No es de extrañar que el Departamento de Estado haya recibido con aplausos el fallo contra Uscátegui. Y que el Canciller-General, Colin Powell, haya conminado a su colega Fernández de Soto según información de este diario ayer a que se mantenga muy enfocado en ese tema y en la protección de los derechos humanos . Del caso Mapiripán ha habido encendidos debates en Washington, donde un senador Patrick Leahy aprobó una enmienda que prohíbe el apoyo a militares acusados de violar los derechos humanos. Y otro de los implicados en el asunto el coronel Lino Oviedo, actualmente a punto de ser juzgado por una instancia civil participaba en un programa de cooperación con los Estados Unidos sobre planeación militar, en las mismas fechas de los lamentables hechos de Mapiripán y en la misma zona.

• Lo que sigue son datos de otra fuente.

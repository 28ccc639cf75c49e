use crate::toast::{Notification, NotificationQueue};
use crate::view::{self, SelectOption, SelectView, TableRow, TableView, Tone};
use std::collections::BTreeMap;

#[derive(Debug, Clone, Copy, PartialEq, Eq, PartialOrd, Ord)]
pub enum Operation {
    AddExercise,
    RemoveExercise,
    FilterExercises,
    LoadPlan,
    WeeklySummary,
    SessionSummary,
    Export,
}

#[derive(Debug, Clone, Copy, PartialEq, Eq, Default)]
pub enum RequestState {
    #[default]
    Idle,
    InFlight,
    Succeeded,
    Failed,
}

#[derive(Debug, Clone, Copy, PartialEq, Eq, Default)]
pub enum ControlState {
    #[default]
    Enabled,
    Disabled,
}

#[derive(Debug)]
pub struct Screen {
    pub plan_table: TableView,
    pub exercise_select: SelectView,
    pub routine_select: SelectView,
    pub weekly_summary: TableView,
    pub session_summary: TableView,
    pub add_control: ControlState,
    pub notifications: NotificationQueue,
    requests: BTreeMap<Operation, RequestState>,
}

impl Default for Screen {
    fn default() -> Self {
        Self {
            plan_table: TableView::default(),
            exercise_select: SelectView::default(),
            routine_select: view::render_routine_options(&[]),
            weekly_summary: TableView::default(),
            session_summary: TableView::default(),
            add_control: ControlState::Enabled,
            notifications: NotificationQueue::new(),
            requests: BTreeMap::new(),
        }
    }
}

impl Screen {
    pub fn new() -> Self {
        Self::default()
    }

    pub fn notify(&mut self, notification: Notification) {
        self.notifications.push(notification);
    }

    pub fn request_state(&self, operation: Operation) -> RequestState {
        self.requests.get(&operation).copied().unwrap_or_default()
    }

    pub fn set_request_state(&mut self, operation: Operation, state: RequestState) {
        self.requests.insert(operation, state);
    }

    pub fn show_exercise_loading(&mut self) {
        self.exercise_select = SelectView::only(SelectOption::placeholder(view::LOADING_EXERCISES));
    }

    pub fn show_exercise_failure(&mut self) {
        self.exercise_select = SelectView::only(SelectOption::placeholder(view::EXERCISES_FAILED));
    }
}

pub fn table_to_html(table: &TableView) -> String {
    let mut html = String::new();
    for row in &table.rows {
        match row {
            TableRow::Data { cells, remove } => {
                html.push_str("<tr>");
                for cell in cells {
                    html.push_str(&format!("<td>{}</td>", escape_html(cell)));
                }
                if let Some(id) = remove {
                    html.push_str(&format!(
                        "<td><button class=\"btn btn-danger btn-sm remove-exercise\" data-id=\"{}\">Remove</button></td>",
                        escape_html(&id.to_string())
                    ));
                }
                html.push_str("</tr>\n");
            }
            TableRow::Placeholder {
                text,
                colspan,
                tone,
            } => {
                let class = match tone {
                    Tone::Muted => "text-center text-muted",
                    Tone::Danger => "text-center text-danger",
                };
                html.push_str(&format!(
                    "<tr><td colspan=\"{colspan}\" class=\"{class}\">{}</td></tr>\n",
                    escape_html(text)
                ));
            }
        }
    }
    html
}

pub fn select_to_html(select: &SelectView) -> String {
    select
        .options
        .iter()
        .map(|option| {
            format!(
                "<option value=\"{}\">{}</option>\n",
                escape_html(&option.value),
                escape_html(&option.label)
            )
        })
        .collect()
}

pub fn table_to_text(table: &TableView) -> String {
    let mut headers: Vec<String> = table.headers.iter().map(|h| h.to_string()).collect();
    let mut body: Vec<Vec<String>> = Vec::new();
    let mut notes: Vec<String> = Vec::new();

    for row in &table.rows {
        match row {
            TableRow::Data { cells, remove } => {
                let mut cells = cells.clone();
                if let Some(id) = remove {
                    cells.push(format!("#{id}"));
                }
                body.push(cells);
            }
            TableRow::Placeholder { text, .. } => notes.push(text.clone()),
        }
    }

    if body.is_empty() {
        headers.clear();
    }

    let columns = headers
        .len()
        .max(body.iter().map(Vec::len).max().unwrap_or(0));
    let mut widths = vec![0usize; columns];
    for line in std::iter::once(&headers).chain(body.iter()) {
        for (index, cell) in line.iter().enumerate() {
            widths[index] = widths[index].max(cell.chars().count());
        }
    }

    let mut out = String::new();
    for line in std::iter::once(&headers).chain(body.iter()) {
        if line.is_empty() {
            continue;
        }
        let padded: Vec<String> = line
            .iter()
            .enumerate()
            .map(|(index, cell)| format!("{cell:<width$}", width = widths[index]))
            .collect();
        out.push_str(padded.join("  ").trim_end());
        out.push('\n');
    }
    for note in notes {
        out.push_str(&format!("{note}\n"));
    }
    out
}

pub fn select_to_text(select: &SelectView) -> String {
    select
        .options
        .iter()
        .map(|option| {
            if option.is_placeholder() {
                format!("({})\n", option.label)
            } else {
                format!("- {}\n", option.label)
            }
        })
        .collect()
}

pub fn notifications_to_text(queue: &NotificationQueue) -> String {
    queue
        .iter()
        .map(|item| format!("[{}] {} {}\n", item.level.label(), item.level.icon(), item.message))
        .collect()
}

fn escape_html(value: &str) -> String {
    let mut escaped = String::with_capacity(value.len());
    for ch in value.chars() {
        match ch {
            '&' => escaped.push_str("&amp;"),
            '<' => escaped.push_str("&lt;"),
            '>' => escaped.push_str("&gt;"),
            '"' => escaped.push_str("&quot;"),
            '\'' => escaped.push_str("&#39;"),
            _ => escaped.push(ch),
        }
    }
    escaped
}

#[cfg(test)]
mod tests {
    use super::*;
    use crate::models::{EntryId, ExercisePlanEntry};
    use crate::view::render_plan_table;

    #[test]
    fn placeholder_row_spans_all_columns() {
        let html = table_to_html(&render_plan_table(&[]));
        assert_eq!(
            html,
            "<tr><td colspan=\"11\" class=\"text-center text-muted\">No data available.</td></tr>\n"
        );
    }

    #[test]
    fn data_rows_escape_cells_and_bind_remove_control() {
        let entry = ExercisePlanEntry {
            id: EntryId::Number(42),
            routine: "<b>Push</b>".into(),
            exercise: "Dips".into(),
            primary_muscle_group: Some("Chest".into()),
            secondary_muscle_group: None,
            tertiary_muscle_group: None,
            sets: 3,
            min_rep_range: 8,
            max_rep_range: 12,
            rir: None,
            weight: 0.0,
        };
        let html = table_to_html(&render_plan_table(&[entry]));
        assert!(html.contains("<td>&lt;b&gt;Push&lt;/b&gt;</td>"));
        assert!(html.contains("data-id=\"42\""));
        assert_eq!(html.matches("<tr>").count(), 1);
    }

    #[test]
    fn text_table_prints_notes_without_headers() {
        let text = table_to_text(&render_plan_table(&[]));
        assert_eq!(text, "No data available.\n");
    }

    #[test]
    fn select_and_notification_text_list_one_line_each() {
        let select = view::render_routine_options(&["Push Day A".to_string()]);
        assert_eq!(select_to_text(&select), "(Select Routine)\n- Push Day A\n");
        assert_eq!(
            select_to_html(&select),
            "<option value=\"\">Select Routine</option>\n<option value=\"Push Day A\">Push Day A</option>\n"
        );

        let mut queue = NotificationQueue::new();
        queue.push(Notification::warning("Nothing sent"));
        assert_eq!(notifications_to_text(&queue), "[warning] ! Nothing sent\n");
    }

    #[test]
    fn request_state_defaults_to_idle() {
        let mut screen = Screen::new();
        assert_eq!(screen.request_state(Operation::LoadPlan), RequestState::Idle);
        screen.set_request_state(Operation::LoadPlan, RequestState::InFlight);
        assert_eq!(screen.request_state(Operation::LoadPlan), RequestState::InFlight);
        assert_eq!(screen.routine_select.options.len(), 1);
    }
}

El análisis de un episodio tan sórdido y complejo obliga a pensar en los enormes desafíos que tiene por delante la comisión acordada entre el presidente Pastrana y Manuel Marulanda para acabar el paramilitarismo y disminuir la intensidad del conflicto . Y genera demasiadas dudas: cuáles serán sus funciones? Con qué instrumentos de investigación contará? Y lo más grave: cómo se garantizará la seguridad de sus miembros? El lunes pasado, en Cúcuta, fue asesinado brutalmente Iván Villamizar, rector y presidente de la Universidad Libre. El profesor Villamizar había sido uno de los investigadores de la masacre de La Gabarra, en Norte de Santander. Qué garantías tendrán las personalidades nacionales que estudiarán las atrocidades de los paramilitares y las violaciones de la guerrilla al DIH? Se quedarán en el papel las buenas intenciones?.

Más que la creación de instancias informales, lo que se necesita es fortalecer lo institucional con compromisos serios y voluntad política demostrada. Carlos Castaño tiene cerca de 35 órdenes de captura en las fiscalías de todo el país, pero ninguna se ha hecho efectiva. Qué podrá lograr una comisión de personalidades indefensas? Si algo prueba el epílogo del caso Uscátegui es que la justicia puede operar. Sobre todo cuando hay tanto interés en Washington para que así sea.